═════ Input ═════

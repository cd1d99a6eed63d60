use fan_core::{MappingCfg, actuator_target, recalibrated_threshold, rising_edge};
use proptest::prelude::*;
use rstest::rstest;

#[rstest]
#[case(600, 400, 900)]
#[case(512, 512, 505)]
#[case(300, 40, 579)]
#[case(0, 1023, 1023)]
#[case(100, 200, 0)]
#[case(1023, 0, 1)]
fn golden_thresholds(#[case] light: u16, #[case] threshold: u16, #[case] expected: u16) {
    assert_eq!(recalibrated_threshold(light, threshold, 1023), expected);
}

#[rstest]
#[case(800, 160)]
#[case(1023, 180)]
#[case(51, 93)]
#[case(600, 142)]
fn golden_dial_positions(#[case] dial: u16, #[case] expected: u8) {
    assert_eq!(
        actuator_target(&MappingCfg::default(), dial, 600, 400),
        expected
    );
}

#[test]
fn smaller_analog_range_clamps_lower() {
    assert_eq!(recalibrated_threshold(0, 1023, 255), 255);
}

proptest! {
    #[test]
    fn candidate_stays_in_analog_range(light in 0u16..=1023, threshold in 0u16..=1023) {
        prop_assert!(recalibrated_threshold(light, threshold, 1023) <= 1023);
    }

    #[test]
    fn candidate_is_deterministic(light in 0u16..=1023, threshold in 0u16..=1023) {
        prop_assert_eq!(
            recalibrated_threshold(light, threshold, 1023),
            recalibrated_threshold(light, threshold, 1023)
        );
    }

    #[test]
    fn only_false_to_true_is_an_edge(prev: bool, cur: bool) {
        prop_assert_eq!(rising_edge(prev, cur), cur && !prev);
    }

    #[test]
    fn gated_inputs_park(dial in 0u16..=1023, light in 0u16..=1023, threshold in 0u16..=1023) {
        let cfg = MappingCfg::default();
        prop_assume!(dial <= cfg.dial_threshold || light <= threshold);
        prop_assert_eq!(actuator_target(&cfg, dial, light, threshold), 93);
    }

    #[test]
    fn target_is_monotonic_in_dial(a in 51u16..=1023, b in 51u16..=1023) {
        let cfg = MappingCfg::default();
        let (lo, hi) = if a <= b { (a, b) } else { (b, a) };
        let t_lo = actuator_target(&cfg, lo, 1023, 0);
        let t_hi = actuator_target(&cfg, hi, 1023, 0);
        prop_assert!(t_lo <= t_hi);
        prop_assert!((93..=180).contains(&t_lo));
        prop_assert!((93..=180).contains(&t_hi));
    }
}
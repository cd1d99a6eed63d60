mod atomic;
pub mod error;
pub mod util;

#[cfg(all(feature = "hardware", target_os = "linux"))]
pub mod pi;

use fan_traits::{ActuatorSink, BoxError, InputSource, PersistentStore};
use std::path::{Path, PathBuf};

use crate::error::HwError;

/// Erased EEPROM cells read back as all ones.
pub const ERASED: u8 = 0xFF;

/// Simulated light sensor, dial and button.
///
/// Analog levels are fixed; the button is held for `hold_cycles` button reads
/// starting at read number `press_at`.
#[derive(Debug, Clone)]
pub struct SimulatedInputs {
    light: u16,
    dial: u16,
    press_at: Option<u64>,
    hold_cycles: u64,
    reads: u64,
}

impl Default for SimulatedInputs {
    fn default() -> Self {
        Self::new(512, 0)
    }
}

impl SimulatedInputs {
    pub fn new(light: u16, dial: u16) -> Self {
        Self {
            light,
            dial,
            press_at: None,
            hold_cycles: 3,
            reads: 0,
        }
    }

    /// Schedule one button press starting at the given cycle.
    pub fn with_press_at(mut self, cycle: u64) -> Self {
        self.press_at = Some(cycle);
        self
    }

    pub fn with_hold_cycles(mut self, cycles: u64) -> Self {
        self.hold_cycles = cycles.max(1);
        self
    }

    pub fn set_light(&mut self, light: u16) {
        self.light = light;
    }

    pub fn set_dial(&mut self, dial: u16) {
        self.dial = dial;
    }
}

impl InputSource for SimulatedInputs {
    fn read_light(&mut self) -> Result<u16, BoxError> {
        Ok(self.light)
    }

    fn read_dial(&mut self) -> Result<u16, BoxError> {
        Ok(self.dial)
    }

    fn read_button(&mut self) -> Result<bool, BoxError> {
        let n = self.reads;
        self.reads = self.reads.saturating_add(1);
        let pressed = self
            .press_at
            .is_some_and(|at| n >= at && n < at.saturating_add(self.hold_cycles));
        if pressed {
            tracing::trace!(cycle = n, "simulated button held");
        }
        Ok(pressed)
    }
}

/// Simulated servo that only records what it was told.
#[derive(Debug, Default)]
pub struct SimulatedServo {
    position: Option<u8>,
    moves: u64,
}

impl SimulatedServo {
    pub fn new() -> Self {
        Self::default()
    }

    pub fn position(&self) -> Option<u8> {
        self.position
    }

    pub fn moves(&self) -> u64 {
        self.moves
    }
}

impl ActuatorSink for SimulatedServo {
    fn move_to(&mut self, position: u8) -> Result<(), BoxError> {
        if position > 180 {
            return Err(Box::new(HwError::ServoAngle(position)));
        }
        self.position = Some(position);
        self.moves = self.moves.saturating_add(1);
        tracing::debug!(position, moves = self.moves, "servo moved (simulated)");
        Ok(())
    }
}

/// Byte store backed by an image file, standing in for EEPROM on hosts.
///
/// Every physical write replaces the whole image atomically. The cached image
/// only changes after the file holds the new byte.
#[derive(Debug)]
pub struct FileStore {
    path: PathBuf,
    image: Vec<u8>,
    writes: u64,
}

impl FileStore {
    /// Open (or create) an image of `size` bytes. Missing or short files are
    /// padded with erased cells; longer files are truncated with a warning.
    pub fn open(path: impl AsRef<Path>, size: u16) -> error::Result<Self> {
        let path = path.as_ref().to_path_buf();
        let mut image = match std::fs::read(&path) {
            Ok(bytes) => bytes,
            Err(e) if e.kind() == std::io::ErrorKind::NotFound => Vec::new(),
            Err(e) => return Err(HwError::Io(e)),
        };
        let fresh = image.len() != usize::from(size);
        if image.len() > usize::from(size) {
            tracing::warn!(
                path = %path.display(),
                found = image.len(),
                size,
                "store image larger than configured size; truncating"
            );
        }
        image.resize(usize::from(size), ERASED);
        if fresh {
            atomic::write_image(&path, &image)?;
            tracing::info!(path = %path.display(), size, "initialized store image");
        }
        Ok(Self {
            path,
            image,
            writes: 0,
        })
    }

    pub fn path(&self) -> &Path {
        &self.path
    }

    /// Physical writes issued since open.
    pub fn writes(&self) -> u64 {
        self.writes
    }

    fn index(&self, address: u16) -> error::Result<usize> {
        let idx = usize::from(address);
        if idx >= self.image.len() {
            return Err(HwError::StoreAddress {
                address,
                size: u16::try_from(self.image.len()).unwrap_or(u16::MAX),
            });
        }
        Ok(idx)
    }
}

impl PersistentStore for FileStore {
    fn read(&mut self, address: u16) -> Result<u8, BoxError> {
        let idx = self.index(address)?;
        Ok(self.image.get(idx).copied().unwrap_or(ERASED))
    }

    fn write(&mut self, address: u16, byte: u8) -> Result<(), BoxError> {
        let idx = self.index(address)?;
        atomic::commit_cell(&self.path, &mut self.image, idx, byte).map_err(HwError::Io)?;
        self.writes = self.writes.saturating_add(1);
        tracing::trace!(address, byte, "store byte written");
        Ok(())
    }
}
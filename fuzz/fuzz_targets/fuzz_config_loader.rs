#![no_main]
use libfuzzer_sys::fuzz_target;

fuzz_target!(|data: &str| {
    // Parse and validation errors are fine; panics are not.
    let Ok(cfg) = toml::from_str::<fan_config::Config>(data) else {
        return;
    };
    if cfg.validate().is_err() {
        return;
    }
    // Anything that validates must also convert and map without panicking.
    let mapping = fan_core::MappingCfg::from(&cfg.mapping);
    let cadence = fan_core::CadenceCfg::from(&cfg.cadence);
    let _ = cadence.period();
    for dial in [0, mapping.dial_threshold, mapping.analog_max] {
        let pos = fan_core::actuator_target(&mapping, dial, mapping.analog_max, 0);
        assert!(pos >= mapping.pos_min && pos <= mapping.pos_max);
    }
});
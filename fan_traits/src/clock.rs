use std::sync::{Arc, Mutex};
use std::thread;
use std::time::{Duration, Instant};

/// Time source for the control loop.
///
/// The loop only ever sleeps a fixed period between cycles, so the trait stays
/// small: a monotonic `now()` and a `sleep()` that implementations may simulate.
pub trait Clock {
    fn now(&self) -> Instant;
    fn sleep(&self, d: Duration);

    /// Milliseconds elapsed since `epoch`, saturating at 0.
    fn ms_since(&self, epoch: Instant) -> u64 {
        let elapsed = self.now().saturating_duration_since(epoch);
        u64::try_from(elapsed.as_millis()).unwrap_or(u64::MAX)
    }
}

/// Wall-clock implementation backed by `Instant` and `thread::sleep`.
#[derive(Debug, Default, Clone, Copy)]
pub struct MonotonicClock;

impl MonotonicClock {
    #[inline]
    pub fn new() -> Self {
        Self
    }
}

impl Clock for MonotonicClock {
    #[inline]
    fn now(&self) -> Instant {
        Instant::now()
    }

    #[inline]
    fn sleep(&self, d: Duration) {
        if !d.is_zero() {
            thread::sleep(d);
        }
    }
}

#[derive(Debug, Default)]
struct ManualState {
    elapsed: Duration,
    sleeps: u64,
}

/// Deterministic clock for tests and simulation.
///
/// `sleep()` advances virtual time instantly. Clones share the same timeline,
/// so a test can keep a handle while the loop owns another.
#[derive(Debug, Clone)]
pub struct ManualClock {
    origin: Instant,
    state: Arc<Mutex<ManualState>>,
}

impl Default for ManualClock {
    fn default() -> Self {
        Self::new()
    }
}

impl ManualClock {
    pub fn new() -> Self {
        Self {
            origin: Instant::now(),
            state: Arc::new(Mutex::new(ManualState::default())),
        }
    }

    /// Move virtual time forward without counting a sleep.
    pub fn advance(&self, d: Duration) {
        if let Ok(mut st) = self.state.lock() {
            st.elapsed = st.elapsed.saturating_add(d);
        }
    }

    /// Total virtual time elapsed since construction.
    pub fn elapsed(&self) -> Duration {
        self.state.lock().map(|st| st.elapsed).unwrap_or_default()
    }

    /// Number of `sleep()` calls observed so far.
    pub fn sleeps(&self) -> u64 {
        self.state.lock().map(|st| st.sleeps).unwrap_or(0)
    }
}

impl Clock for ManualClock {
    fn now(&self) -> Instant {
        self.origin + self.elapsed()
    }

    fn sleep(&self, d: Duration) {
        if let Ok(mut st) = self.state.lock() {
            st.elapsed = st.elapsed.saturating_add(d);
            st.sleeps = st.sleeps.saturating_add(1);
        }
    }
}
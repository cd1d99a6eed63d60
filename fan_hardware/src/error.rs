use thiserror::Error;

#[derive(Debug, Error)]
pub enum HwError {
    #[error("gpio error: {0}")]
    Gpio(String),
    #[error("spi error: {0}")]
    Spi(String),
    #[error("pwm error: {0}")]
    Pwm(String),
    #[error("adc channel {0} out of range (0..=7)")]
    AdcChannel(u8),
    #[error("store address {address} out of range (size {size})")]
    StoreAddress { address: u16, size: u16 },
    #[error("servo angle {0} out of range (0..=180)")]
    ServoAngle(u8),
    #[error("io: {0}")]
    Io(#[from] std::io::Error),
}

pub type Result<T> = std::result::Result<T, HwError>;
#![cfg_attr(all(not(debug_assertions), not(test)), deny(warnings))]
#![cfg_attr(
    all(not(debug_assertions), not(test)),
    deny(clippy::all, clippy::pedantic, clippy::nursery)
)]
#![allow(clippy::module_name_repetitions, clippy::missing_errors_doc)]
#![cfg_attr(not(test), deny(clippy::unwrap_used, clippy::expect_used))]
//! Light-gated fan control logic (hardware-agnostic).
//!
//! All hardware interactions go through the `fan_traits::InputSource`,
//! `fan_traits::ActuatorSink` and `fan_traits::PersistentStore` traits.
//!
//! ## Architecture
//!
//! - **Sampling**: light, dial and button read once per cycle (`sampler`)
//! - **Calibration**: button-edge threshold recalibration (`calibration`)
//! - **Persistence**: big-endian threshold codec with update-only writes (`threshold_store`)
//! - **Mapping**: dial-to-servo map gated by light (`mapper`)
//! - **Cadence**: actuator and diagnostics every N cycles (`cadence`)
//! - **Control**: `ControllerState::advance` decides, `ControllerCore::step` acts (`controller`)
//! - **Diagnostics**: injected sinks for per-tick snapshots (`diagnostics`)
//! - **Driver**: fixed-period loop over an injected clock (`runner`)

pub mod builder;
pub mod cadence;
pub mod calibration;
pub mod config;
pub mod controller;
pub mod conversions;
pub mod diagnostics;
pub mod error;
pub mod hw_error;
pub mod mapper;
pub mod mocks;
pub mod runner;
pub mod sampler;
pub mod status;
pub mod threshold_store;
pub mod util;

pub use builder::{ControllerBuilder, FanController, Missing, Set, build_controller};
pub use cadence::Cadence;
pub use calibration::{recalibrated_threshold, rising_edge};
pub use config::{CadenceCfg, MappingCfg, StoreCfg};
pub use controller::{ControllerCore, ControllerState, CycleDecision};
pub use diagnostics::{DiagnosticSink, FileSink, MemorySink, Snapshot, TracingSink, WriterSink};
pub use error::{BuildError, FanError, Report, Result};
pub use mapper::{actuator_target, map_range};
pub use runner::{RunOptions, RunSummary, StopReason, run};
pub use sampler::Sample;
pub use status::{ControllerStats, CycleReport};
pub use threshold_store::{load_threshold, save_threshold};
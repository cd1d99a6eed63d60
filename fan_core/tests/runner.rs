use std::sync::Arc;
use std::sync::atomic::{AtomicBool, Ordering};
use std::time::Duration;

use fan_core::mocks::{MemoryStore, RecordingActuator, ScriptedInputs};
use fan_core::{
    CadenceCfg, FanController, MemorySink, RunOptions, StopReason, run,
};
use fan_traits::{Clock, ManualClock};

fn fan(inputs: ScriptedInputs, sink: &MemorySink) -> FanController {
    FanController::builder()
        .with_inputs(inputs)
        .with_actuator(RecordingActuator::new())
        .with_store(MemoryStore::with_threshold(16, 0, 400))
        .with_diagnostics(sink.clone())
        .build()
        .expect("valid controller")
}

#[test]
fn one_second_of_default_cadence() {
    let sink = MemorySink::new();
    let mut c = fan(ScriptedInputs::constant(600, 800, false), &sink);
    let clock = ManualClock::new();
    let summary = run(&mut c, &clock, &RunOptions::cycles(22));

    assert_eq!(summary.cycles, 22);
    assert_eq!(summary.ticks, 1);
    assert_eq!(summary.actuator_writes, 1);
    assert_eq!(summary.elapsed_ms, 22 * 50);
    assert_eq!(clock.elapsed(), Duration::from_millis(1100));
    assert_eq!(
        sink.lines(),
        vec![
            "Start".to_string(),
            "Threshold: 400 Dial: 800 Light: 600 Servo: 160".to_string()
        ]
    );
}

#[test]
fn shutdown_flag_stops_before_the_next_cycle() {
    let sink = MemorySink::new();
    let mut c = fan(ScriptedInputs::constant(600, 800, false), &sink);
    let flag = Arc::new(AtomicBool::new(true));
    let summary = run(
        &mut c,
        &ManualClock::new(),
        &RunOptions::default().with_shutdown(flag.clone()),
    );
    assert_eq!(summary.stopped_by, StopReason::Shutdown);
    assert_eq!(summary.cycles, 0);
    assert!(flag.load(Ordering::Relaxed));
}

/// Clock that requests shutdown after a number of sleeps.
struct StopAfter {
    inner: ManualClock,
    flag: Arc<AtomicBool>,
    after: u64,
}

impl Clock for StopAfter {
    fn now(&self) -> std::time::Instant {
        self.inner.now()
    }

    fn sleep(&self, d: Duration) {
        self.inner.sleep(d);
        if self.inner.sleeps() >= self.after {
            self.flag.store(true, Ordering::Relaxed);
        }
    }
}

#[test]
fn shutdown_mid_run_reports_partial_totals() {
    let sink = MemorySink::new();
    let mut c = fan(ScriptedInputs::constant(600, 800, false), &sink);
    let flag = Arc::new(AtomicBool::new(false));
    let clock = StopAfter {
        inner: ManualClock::new(),
        flag: flag.clone(),
        after: 30,
    };
    let summary = run(&mut c, &clock, &RunOptions::default().with_shutdown(flag));
    assert_eq!(summary.stopped_by, StopReason::Shutdown);
    assert_eq!(summary.cycles, 30);
    assert_eq!(summary.ticks, 1);
}

#[test]
fn failed_reads_do_not_stop_the_loop() {
    let inputs = ScriptedInputs::constant(600, 800, false);
    let sink = MemorySink::new();
    let mut c = fan(inputs.clone(), &sink);
    inputs.fail_next();
    let summary = run(&mut c, &ManualClock::new(), &RunOptions::cycles(10));
    assert_eq!(summary.cycles, 10);
    assert_eq!(summary.failed_cycles, 1);
    assert_eq!(inputs.cycles(), 9);
}

#[test]
fn faster_sample_rate_shortens_the_period() {
    let sink = MemorySink::new();
    let mut c = FanController::builder()
        .with_inputs(ScriptedInputs::constant(600, 800, false))
        .with_actuator(RecordingActuator::new())
        .with_store(MemoryStore::with_threshold(16, 0, 400))
        .with_cadence(CadenceCfg {
            sample_rate_hz: 100,
            update_every: 100,
        })
        .with_diagnostics(sink.clone())
        .build()
        .unwrap();
    let clock = ManualClock::new();
    run(&mut c, &clock, &RunOptions::cycles(4));
    assert_eq!(clock.elapsed(), Duration::from_millis(40));
}
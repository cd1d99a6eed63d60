use std::time::Duration;

use crate::error::{HwError, Result};

/// Servo frame period (50 Hz).
pub const SERVO_PERIOD: Duration = Duration::from_millis(20);
/// Pulse width at 0 degrees.
pub const SERVO_MIN_PULSE_US: u64 = 500;
/// Pulse width at 180 degrees.
pub const SERVO_MAX_PULSE_US: u64 = 2500;

/// Convert a servo angle in degrees (0..=180) to its PWM pulse width.
pub fn angle_to_pulse(angle: u8) -> Result<Duration> {
    if angle > 180 {
        return Err(HwError::ServoAngle(angle));
    }
    let span = SERVO_MAX_PULSE_US - SERVO_MIN_PULSE_US;
    let us = SERVO_MIN_PULSE_US + u64::from(angle) * span / 180;
    Ok(Duration::from_micros(us))
}

/// Build the three-byte MCP3008 single-ended read command for `channel`.
pub fn mcp3008_command(channel: u8) -> Result<[u8; 3]> {
    if channel > 7 {
        return Err(HwError::AdcChannel(channel));
    }
    Ok([0x01, (0x08 | channel) << 4, 0x00])
}

/// Extract the 10-bit conversion result from an MCP3008 response frame.
#[inline]
pub fn mcp3008_value(rx: [u8; 3]) -> u16 {
    (u16::from(rx[1] & 0x03) << 8) | u16::from(rx[2])
}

═════

> [Work request] Using the entries, count the lines that hold the string "width"; nothing but the number is needed.

> [Problem solution] 3